‘Our online worship is disciplined, deep and much valued.’

Trying to figure out how to blend in-person and online worship? Michael Long tells us how Stocksfield Quakers are preparing

'Our Meeting has fully embraced the concept of blended worship.' | Photo: courtesy of Stocksfield Meeting

Stocksfield Meeting, part of Northumbria Area Meeting, sits on the A695 in the Tyne Valley and is on mainline bus and rail routes between Newcastle upon Tyne and Carlisle. A former Co-op dairy, then an office, the building was gifted to the established but homeless Stocksfield Quakers some forty years ago. The building has capacity for about forty-five in worship and has a well-resourced library/children’s room, kitchen, toilet and a garden to the rear.

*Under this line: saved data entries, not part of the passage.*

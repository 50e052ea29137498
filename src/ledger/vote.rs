use std::collections::BTreeMap;

use serde::{Deserialize, Serialize};

use crate::error::EngineError;
use crate::game::COLS;
use crate::ids::Participant;

/// Votes for the pending move: one active column per participant.
#[derive(Debug, Clone, Default, PartialEq, Eq, Serialize, Deserialize)]
pub struct VoteLedger {
    votes: BTreeMap<Participant, usize>,
}

impl VoteLedger {
    pub fn new() -> Self {
        Self::default()
    }

    /// Record a vote, replacing any earlier vote by the same participant.
    /// Returns the column that was replaced, if any.
    ///
    /// Column validity is the caller's concern; the ledger only stores.
    pub fn cast_vote(&mut self, participant: Participant, column: usize) -> Option<usize> {
        self.votes.insert(participant, column)
    }

    /// Number of distinct participants with an active vote.
    pub fn voter_count(&self) -> usize {
        self.votes.len()
    }

    pub fn vote_of(&self, participant: &Participant) -> Option<usize> {
        self.votes.get(participant).copied()
    }

    /// Per-column vote counts in column order.
    pub fn tally(&self) -> [u32; COLS] {
        let mut counts = [0u32; COLS];
        for &column in self.votes.values() {
            if let Some(slot) = counts.get_mut(column) {
                *slot += 1;
            }
        }
        counts
    }

    /// Pick the winning column among `valid_columns` and clear the ledger.
    ///
    /// The column with the most votes wins; ties go to the lowest column
    /// index. Votes for columns outside `valid_columns` are ignored. On
    /// `NoVotes` the ledger is left untouched.
    pub fn resolve(&mut self, valid_columns: &[usize]) -> Result<usize, EngineError> {
        let counts = self.tally();

        let mut best: Option<(usize, u32)> = None;
        for &column in valid_columns {
            let count = counts.get(column).copied().unwrap_or(0);
            if count == 0 {
                continue;
            }
            best = match best {
                Some((best_col, best_count))
                    if best_count > count || (best_count == count && best_col < column) =>
                {
                    Some((best_col, best_count))
                }
                _ => Some((column, count)),
            };
        }

        let (column, _) = best.ok_or(EngineError::NoVotes)?;
        self.votes.clear();
        Ok(column)
    }

    pub fn clear(&mut self) {
        self.votes.clear();
    }

    pub fn is_empty(&self) -> bool {
        self.votes.is_empty()
    }
}
use serde::{Deserialize, Serialize};
use tracing::{debug, info, warn};

use super::metrics::{RoundResult, SimulationMetrics};
use super::voter::VotePolicy;
use crate::engine::{Notification, RoundCoordinator};
use crate::error::SimulationError;
use crate::game::Side;
use crate::ids::{Amount, Balance, Participant, RoundId};

/// A stake placed by participant number `participant` when a round opens.
#[derive(Debug, Clone, PartialEq, Eq, Serialize, Deserialize)]
pub struct OpeningStake {
    pub participant: usize,
    pub side: u8,
    pub amount: Amount,
}

/// Simulation settings.
#[derive(Debug, Clone, PartialEq, Eq, Serialize, Deserialize)]
#[serde(default)]
pub struct SimulationConfig {
    pub participants: usize,
    pub opening_stakes: Vec<OpeningStake>,
    /// Vote attempts before the simulation stops.
    pub max_votes: usize,
    /// Stop after this many finished rounds; 0 means no limit.
    pub rounds: usize,
    /// Place the opening stakes again on every new round, not only the first.
    pub restake_each_round: bool,
    pub seed: Option<u64>,
}

impl Default for SimulationConfig {
    fn default() -> Self {
        SimulationConfig {
            participants: 20,
            opening_stakes: vec![
                OpeningStake { participant: 0, side: 0, amount: 100_000_000_000_000 },
                OpeningStake { participant: 1, side: 0, amount: 1_000_000_000_000_000 },
                OpeningStake { participant: 2, side: 1, amount: 100_000_000_000_000 },
                OpeningStake { participant: 3, side: 1, amount: 1_000_000_000_000_000 },
            ],
            max_votes: 2000,
            rounds: 0,
            restake_each_round: false,
            seed: None,
        }
    }
}

/// What a simulation run did.
#[derive(Debug, Clone, Default, PartialEq)]
pub struct SimulationReport {
    pub votes_cast: usize,
    pub votes_rejected: usize,
    pub moves_resolved: usize,
    pub total_staked: Balance,
    pub metrics: SimulationMetrics,
}

/// Crowd of participants voting round-robin on whatever round is current,
/// claiming everything they are owed as soon as a game ends.
///
/// Talks to the engine only through its public operations.
#[derive(Debug)]
pub struct Simulation {
    config: SimulationConfig,
    participants: Vec<Participant>,
}

impl Simulation {
    pub fn new(config: SimulationConfig) -> Self {
        let participants = (0..config.participants)
            .map(|i| Participant::new(format!("participant-{i:02}")))
            .collect();
        Simulation {
            config,
            participants,
        }
    }

    pub fn participants(&self) -> &[Participant] {
        &self.participants
    }

    pub fn run(
        &self,
        engine: &mut RoundCoordinator,
        voter: &mut dyn VotePolicy,
    ) -> Result<SimulationReport, SimulationError> {
        let mut report = SimulationReport::default();
        if self.participants.is_empty() {
            return Ok(report);
        }

        info!(
            voter = voter.name(),
            participants = self.participants.len(),
            max_votes = self.config.max_votes,
            "starting simulation"
        );
        self.place_opening_stakes(engine, &mut report);

        for i in 0..self.config.max_votes {
            if self.config.rounds > 0 && report.metrics.rounds_completed() >= self.config.rounds {
                break;
            }

            let round_id = engine.current_round_id();
            let valid_moves = engine.valid_moves(round_id)?;
            let Some(column) = voter.choose_column(&valid_moves) else {
                debug!(%round_id, "voter has no column left");
                break;
            };

            let participant = self.participants[i % self.participants.len()].clone();
            let events = match engine.vote(round_id, column, participant) {
                Ok(events) => events,
                Err(err) => {
                    // Rejected votes are skipped, the crowd keeps going.
                    warn!(%round_id, column, error = %err, "vote rejected");
                    report.votes_rejected += 1;
                    continue;
                }
            };
            report.votes_cast += 1;

            for event in &events {
                match event {
                    Notification::MoveResolved { .. } => report.moves_resolved += 1,
                    Notification::GameWon { round_id, .. } | Notification::GameDrawn { round_id, .. } => {
                        self.finish_round(engine, *round_id, &mut report)?;
                    }
                    Notification::RoundOpened { .. } if self.config.restake_each_round => {
                        self.place_opening_stakes(engine, &mut report);
                    }
                    _ => {}
                }
            }
        }

        info!(
            rounds = report.metrics.rounds_completed(),
            votes = report.votes_cast,
            rejected = report.votes_rejected,
            paid = report.metrics.total_paid(),
            "simulation finished"
        );
        Ok(report)
    }

    fn place_opening_stakes(&self, engine: &mut RoundCoordinator, report: &mut SimulationReport) {
        let round_id = engine.current_round_id();
        for stake in &self.config.opening_stakes {
            let (Some(side), Some(participant)) = (
                Side::from_index(stake.side),
                self.participants.get(stake.participant),
            ) else {
                warn!(?stake, "skipping opening stake with unknown side or participant");
                continue;
            };
            match engine.stake(round_id, side, stake.amount, participant.clone()) {
                Ok(_) => report.total_staked += Balance::from(stake.amount),
                Err(err) => warn!(%round_id, %participant, error = %err, "stake rejected"),
            }
        }
    }

    /// Record the finished round and let every participant claim their share.
    fn finish_round(
        &self,
        engine: &mut RoundCoordinator,
        round_id: RoundId,
        report: &mut SimulationReport,
    ) -> Result<(), SimulationError> {
        let view = engine.round_view(round_id)?;
        let outcome = view
            .outcome
            .ok_or(SimulationError::MissingOutcome(round_id))?;
        report.metrics.record_round(RoundResult {
            round_id,
            outcome,
            game_length: view.moves_played,
            pool: view.total_pool,
        });

        for participant in &self.participants {
            if engine.claimable(round_id, participant) == 0 {
                continue;
            }
            let receipt = engine.claim(participant, &[round_id])?;
            report.metrics.record_claim(receipt.total);
        }
        Ok(())
    }
}
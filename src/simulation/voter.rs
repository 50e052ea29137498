use std::collections::VecDeque;

use rand::rngs::StdRng;
use rand::{Rng, SeedableRng};

use crate::game::COLS;

/// How a simulated participant picks the column to vote for.
pub trait VotePolicy {
    /// Pick a column given the round's eligibility vector. `None` means the
    /// voter has nothing left to say.
    fn choose_column(&mut self, valid_moves: &[bool; COLS]) -> Option<usize>;

    /// Return the policy's display name.
    fn name(&self) -> &str;
}

/// Votes uniformly at random among the eligible columns.
#[derive(Debug)]
pub struct RandomVoter {
    rng: StdRng,
}

impl RandomVoter {
    pub fn new() -> Self {
        RandomVoter {
            rng: StdRng::from_os_rng(),
        }
    }

    /// Reproducible voter for tests and replays.
    pub fn with_seed(seed: u64) -> Self {
        RandomVoter {
            rng: StdRng::seed_from_u64(seed),
        }
    }
}

impl Default for RandomVoter {
    fn default() -> Self {
        Self::new()
    }
}

impl VotePolicy for RandomVoter {
    fn choose_column(&mut self, valid_moves: &[bool; COLS]) -> Option<usize> {
        let eligible: Vec<usize> = (0..COLS).filter(|&col| valid_moves[col]).collect();
        if eligible.is_empty() {
            return None;
        }
        let idx = self.rng.random_range(0..eligible.len());
        Some(eligible[idx])
    }

    fn name(&self) -> &str {
        "Random"
    }
}

/// Plays back a fixed list of columns, eligible or not.
#[derive(Debug, Clone, Default)]
pub struct ScriptedVoter {
    columns: VecDeque<usize>,
}

impl ScriptedVoter {
    pub fn new(columns: impl IntoIterator<Item = usize>) -> Self {
        ScriptedVoter {
            columns: columns.into_iter().collect(),
        }
    }

    pub fn remaining(&self) -> usize {
        self.columns.len()
    }
}

impl VotePolicy for ScriptedVoter {
    fn choose_column(&mut self, _valid_moves: &[bool; COLS]) -> Option<usize> {
        self.columns.pop_front()
    }

    fn name(&self) -> &str {
        "Scripted"
    }
}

A small Meeting, it comprises twenty-nine members and attenders, just one of whom lives in Stocksfield, the remainder travelling in from nearby villages and Hexham town. A normal Sunday Meeting for Worship might attract up to twelve Friends. Pre-Covid the Meeting house hosted weekly ‘Friendly Fridays’ for isolated and elderly villagers, a monthly ‘Friends on Fridays’ – a social gathering with an invited speaker – and had three established weekly lettings to other community groups. There is a close relationship with Churches Together in Stocksfield.